(Saved entries)
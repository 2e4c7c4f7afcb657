use std::collections::{BTreeMap, HashMap};

use chrono::NaiveDate;
use rust_decimal::prelude::{FromPrimitive, ToPrimitive};
use rust_decimal::Decimal;
use rust_decimal_macros::dec;
use serde::Serialize;
use tracing::info;

use crate::balance::{bank_rows, reconcile_by_month, BalanceReconciliation, BankRow};
use crate::models::{FlowType, Period, SplitRole, Transaction, NO_DESCRIPTION};

const BALANCE_TOLERANCE: Decimal = dec!(0.01);
const DUPLICATE_KEY_CHARS: usize = 20;
const MIN_ANOMALY_SAMPLE: usize = 3;
const MAX_DATE_GAP_DAYS: i64 = 5;

#[derive(Debug, Clone, PartialEq, Serialize)]
pub struct Duplicate {
    pub first_row: usize,
    pub row: usize,
    pub date: NaiveDate,
    pub amount: Decimal,
    pub description: String,
}

#[derive(Debug, Clone, PartialEq, Serialize)]
pub struct BalanceBreak {
    pub row: usize,
    pub date: NaiveDate,
    pub expected: Decimal,
    pub actual: Decimal,
}

#[derive(Debug, Clone, PartialEq, Serialize)]
pub struct Anomaly {
    pub row: usize,
    pub date: NaiveDate,
    pub category: String,
    pub amount: Decimal,
    pub threshold: Decimal,
}

#[derive(Debug, Clone, PartialEq, Eq, Serialize)]
pub struct DateGap {
    pub from: NaiveDate,
    pub to: NaiveDate,
    pub days: i64,
}

/// A month whose reported balance moved far from what its rows add up to.
#[derive(Debug, Clone, PartialEq, Eq, Serialize)]
pub struct BalanceDiscrepancy {
    pub period: Period,
    pub reconciliation: BalanceReconciliation,
}

/// Data-quality warnings. Nothing here stops a run.
#[derive(Debug, Clone, Default, PartialEq, Serialize)]
pub struct ValidationReport {
    pub duplicates: Vec<Duplicate>,
    pub balance_breaks: Vec<BalanceBreak>,
    pub anomalies: Vec<Anomaly>,
    pub date_gaps: Vec<DateGap>,
    pub balance_discrepancies: Vec<BalanceDiscrepancy>,
    pub zero_amount_rows: usize,
    pub empty_description_rows: usize,
}

impl ValidationReport {
    pub fn warning_count(&self) -> usize {
        self.duplicates.len()
            + self.balance_breaks.len()
            + self.anomalies.len()
            + self.date_gaps.len()
            + self.balance_discrepancies.len()
            + self.zero_amount_rows
            + self.empty_description_rows
    }

    pub fn is_clean(&self) -> bool {
        self.warning_count() == 0
    }
}

pub struct Validator {
    anomaly_sensitivity: f64,
}

impl Validator {
    pub fn new(anomaly_sensitivity: f64) -> Self {
        Self {
            anomaly_sensitivity,
        }
    }

    pub fn validate(&self, txns: &[Transaction]) -> ValidationReport {
        let rows = bank_rows(txns);
        let report = ValidationReport {
            duplicates: find_duplicates(txns),
            balance_breaks: find_balance_breaks(&rows),
            anomalies: self.find_anomalies(txns),
            date_gaps: find_date_gaps(&rows),
            balance_discrepancies: find_balance_discrepancies(&rows),
            zero_amount_rows: rows.iter().filter(|r| r.amount.is_zero()).count(),
            // Principal parts share their bank row with an interest part.
            empty_description_rows: txns
                .iter()
                .filter(|t| t.split_role != SplitRole::Principal)
                .filter(|t| t.description == NO_DESCRIPTION || t.description.trim().is_empty())
                .count(),
        };
        info!(
            duplicates = report.duplicates.len(),
            balance_breaks = report.balance_breaks.len(),
            anomalies = report.anomalies.len(),
            date_gaps = report.date_gaps.len(),
            balance_discrepancies = report.balance_discrepancies.len(),
            "validated"
        );
        report
    }

    fn find_anomalies(&self, txns: &[Transaction]) -> Vec<Anomaly> {
        let mut by_category: BTreeMap<&str, Vec<&Transaction>> = BTreeMap::new();
        for txn in txns
            .iter()
            .filter(|t| t.flow_type == Some(FlowType::Expense))
        {
            by_category.entry(txn.category_name()).or_default().push(txn);
        }

        let mut anomalies = Vec::new();
        for (category, group) in by_category {
            if group.len() < MIN_ANOMALY_SAMPLE {
                continue;
            }
            let values: Vec<f64> = group
                .iter()
                .filter_map(|t| t.abs_amount().to_f64())
                .collect();
            let n = values.len() as f64;
            let mean = values.iter().sum::<f64>() / n;
            let variance = values.iter().map(|v| (v - mean).powi(2)).sum::<f64>() / (n - 1.0);
            let cutoff = mean + self.anomaly_sensitivity * variance.sqrt();
            let Some(threshold) = Decimal::from_f64(cutoff) else {
                continue;
            };
            let threshold = threshold.round_dp(2);
            for txn in group {
                if txn.abs_amount() > threshold {
                    anomalies.push(Anomaly {
                        row: txn.source_row_id,
                        date: txn.date,
                        category: category.to_string(),
                        amount: txn.abs_amount(),
                        threshold,
                    });
                }
            }
        }
        anomalies
    }
}

fn find_duplicates(txns: &[Transaction]) -> Vec<Duplicate> {
    let mut seen: HashMap<(NaiveDate, Decimal, String), usize> = HashMap::new();
    let mut duplicates = Vec::new();
    for txn in txns.iter().filter(|t| !t.is_mortgage_split) {
        let prefix: String = txn.description.chars().take(DUPLICATE_KEY_CHARS).collect();
        let key = (txn.date, txn.amount, prefix);
        if let Some(&first_row) = seen.get(&key) {
            duplicates.push(Duplicate {
                first_row,
                row: txn.source_row_id,
                date: txn.date,
                amount: txn.amount,
                description: txn.description.clone(),
            });
        } else {
            seen.insert(key, txn.source_row_id);
        }
    }
    duplicates
}

/// Check each reported balance against the previous one plus the amounts in
/// between. Rows without a balance just carry their amount forward.
fn find_balance_breaks(rows: &[BankRow]) -> Vec<BalanceBreak> {
    let mut breaks = Vec::new();
    let mut running: Option<Decimal> = None;
    let mut pending = Decimal::ZERO;
    for row in rows {
        pending += row.amount;
        let Some(actual) = row.balance else {
            continue;
        };
        if let Some(prev) = running {
            let expected = prev + pending;
            if (expected - actual).abs() > BALANCE_TOLERANCE {
                breaks.push(BalanceBreak {
                    row: row.row,
                    date: row.date,
                    expected,
                    actual,
                });
            }
        }
        running = Some(actual);
        pending = Decimal::ZERO;
    }
    breaks
}

/// Stretches of more than five days with no activity, which usually mean
/// an export is missing rows.
fn find_date_gaps(rows: &[BankRow]) -> Vec<DateGap> {
    let mut dates: Vec<NaiveDate> = rows.iter().map(|r| r.date).collect();
    dates.sort_unstable();
    dates.dedup();
    dates
        .windows(2)
        .filter_map(|pair| {
            let days = (pair[1] - pair[0]).num_days();
            (days > MAX_DATE_GAP_DAYS).then_some(DateGap {
                from: pair[0],
                to: pair[1],
                days,
            })
        })
        .collect()
}

fn find_balance_discrepancies(rows: &[BankRow]) -> Vec<BalanceDiscrepancy> {
    reconcile_by_month(rows)
        .into_iter()
        .filter(|(_, r)| r.is_large())
        .map(|(period, reconciliation)| BalanceDiscrepancy {
            period,
            reconciliation,
        })
        .collect()
}

#[cfg(test)]
mod tests {
    use super::*;
    use crate::models::{Categorization, FlowBasis, MatchMethod};
    use crate::mortgage::{split, MortgageRecord};

    fn row(id: usize, day: u32, desc: &str, amount: Decimal, balance: Option<Decimal>) -> Transaction {
        let date = NaiveDate::from_ymd_opt(2025, 5, day).unwrap();
        Transaction::new(id, date, desc, amount, balance)
    }

    fn expense(id: usize, amount: Decimal, category: &str) -> Transaction {
        let mut t = row(id, 1 + (id as u32 % 28), category, amount, None);
        t.assign_flow(FlowType::Expense, FlowBasis::NegativeAmount);
        t.assign_category(Categorization {
            category: category.to_string(),
            confidence: 0.9,
            method: MatchMethod::Pattern,
        });
        t
    }

    #[test]
    fn test_duplicates_use_description_prefix() {
        let txns = vec![
            row(1, 3, "AMAZON MKTPL US*2K4LP0 SEATTLE", dec!(-19.99), None),
            row(2, 3, "AMAZON MKTPL US*2K4LP0 OTHER", dec!(-19.99), None),
            row(3, 3, "AMAZON MKTPL US*2K4LP0 SEATTLE", dec!(-29.99), None),
        ];
        let dups = find_duplicates(&txns);
        assert_eq!(dups.len(), 1);
        assert_eq!(dups[0].first_row, 1);
        assert_eq!(dups[0].row, 2);
    }

    fn breaks(txns: &[Transaction]) -> Vec<BalanceBreak> {
        find_balance_breaks(&bank_rows(txns))
    }

    #[test]
    fn test_balance_continuity() {
        let txns = vec![
            row(1, 1, "A", dec!(100), Some(dec!(1100))),
            row(2, 2, "B", dec!(-50), Some(dec!(1050))),
            row(3, 3, "C", dec!(-25), Some(dec!(1000))),
        ];
        let found = breaks(&txns);
        assert_eq!(found.len(), 1);
        assert_eq!(found[0].row, 3);
        assert_eq!(found[0].expected, dec!(1025));
    }

    #[test]
    fn test_balance_newest_first_is_reversed() {
        let txns = vec![
            row(1, 3, "C", dec!(-25), Some(dec!(1025))),
            row(2, 2, "B", dec!(-50), Some(dec!(1050))),
            row(3, 1, "A", dec!(100), Some(dec!(1100))),
        ];
        assert!(breaks(&txns).is_empty());
    }

    #[test]
    fn test_balance_carries_rows_without_balance() {
        let txns = vec![
            row(1, 1, "A", dec!(0), Some(dec!(3000))),
            row(2, 2, "B", dec!(-800), None),
            row(3, 3, "C", dec!(-1600), Some(dec!(600))),
        ];
        assert!(breaks(&txns).is_empty());
    }

    fn mortgage_split(id: usize, day: u32, balance: Decimal) -> [Transaction; 2] {
        let mut payment = row(id, day, "MORTGAGE PAYMENT", dec!(-2400), Some(balance));
        payment.assign_flow(FlowType::Excluded, FlowBasis::ExcludedPattern);
        let period = payment.period();
        let record = MortgageRecord::new(period, dec!(2400), dec!(800), dec!(1600)).unwrap();
        let (principal, interest) = split(&payment, &record).unwrap();
        [principal, interest]
    }

    #[test]
    fn test_split_payment_in_newest_first_export_keeps_balance() {
        let mut txns = vec![row(1, 3, "SAFEWAY", dec!(-100), Some(dec!(5300)))];
        txns.extend(mortgage_split(2, 2, dec!(5400)));
        txns.push(row(3, 1, "DIRECT DEP", dec!(5000), Some(dec!(7800))));
        let report = Validator::new(2.5).validate(&txns);
        assert!(report.balance_breaks.is_empty());
        assert!(report.balance_discrepancies.is_empty());
    }

    #[test]
    fn test_split_payment_in_oldest_first_export_keeps_balance() {
        let mut txns = vec![row(1, 1, "DIRECT DEP", dec!(5000), Some(dec!(7800)))];
        txns.extend(mortgage_split(2, 2, dec!(5400)));
        txns.push(row(3, 3, "SAFEWAY", dec!(-100), Some(dec!(5300))));
        assert!(breaks(&txns).is_empty());
    }

    #[test]
    fn test_date_gaps_over_five_days() {
        let txns = vec![
            row(1, 1, "A", dec!(-1), None),
            row(2, 6, "B", dec!(-1), None),
            row(3, 13, "C", dec!(-1), None),
            row(4, 13, "D", dec!(-1), None),
        ];
        let gaps = Validator::new(2.5).validate(&txns).date_gaps;
        assert_eq!(gaps.len(), 1);
        assert_eq!(gaps[0].from, NaiveDate::from_ymd_opt(2025, 5, 6).unwrap());
        assert_eq!(gaps[0].days, 7);
    }

    #[test]
    fn test_data_quality_counts() {
        let txns = vec![
            row(1, 1, "ADJUSTMENT", dec!(0), None),
            row(2, 2, NO_DESCRIPTION, dec!(-5), None),
            row(3, 3, "COFFEE", dec!(-5), None),
        ];
        let report = Validator::new(2.5).validate(&txns);
        assert_eq!(report.zero_amount_rows, 1);
        assert_eq!(report.empty_description_rows, 1);
        assert_eq!(report.warning_count(), 2);
    }

    #[test]
    fn test_large_monthly_discrepancy_is_reported() {
        let txns = vec![
            row(1, 1, "A", dec!(-50), Some(dec!(950))),
            row(2, 2, "B", dec!(-50), Some(dec!(700))),
            row(3, 3, "C", dec!(-50), Some(dec!(650))),
        ];
        let report = Validator::new(2.5).validate(&txns);
        assert_eq!(report.balance_breaks.len(), 1);
        assert_eq!(report.balance_discrepancies.len(), 1);
        let d = &report.balance_discrepancies[0];
        assert_eq!(d.period.to_string(), "2025-05");
        assert_eq!(d.reconciliation.discrepancy, dec!(200));
    }

    #[test]
    fn test_anomaly_flags_outlier_only() {
        let mut txns: Vec<Transaction> = (1..=10).map(|i| expense(i, dec!(-50), "Groceries")).collect();
        txns.push(expense(11, dec!(-900), "Groceries"));
        txns.push(expense(12, dec!(-5000), "Travel"));
        let report = Validator::new(2.5).validate(&txns);
        assert_eq!(report.anomalies.len(), 1);
        assert_eq!(report.anomalies[0].row, 11);
        assert_eq!(report.anomalies[0].category, "Groceries");
    }

    #[test]
    fn test_small_category_is_not_tested() {
        let txns = vec![expense(1, dec!(-5), "Dining"), expense(2, dec!(-500), "Dining")];
        assert!(Validator::new(0.1).validate(&txns).anomalies.is_empty());
    }

    #[test]
    fn test_clean_report() {
        let report = Validator::new(2.5).validate(&[]);
        assert!(report.is_clean());
    }
}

Try it: Copy each line above that contains the string "DIRECT".

Answer box:
        txns.push(row(3, 1, "DIRECT DEP", dec!(5000), Some(dec!(7800))));
        let mut txns = vec![row(1, 1, "DIRECT DEP", dec!(5000), Some(dec!(7800)))];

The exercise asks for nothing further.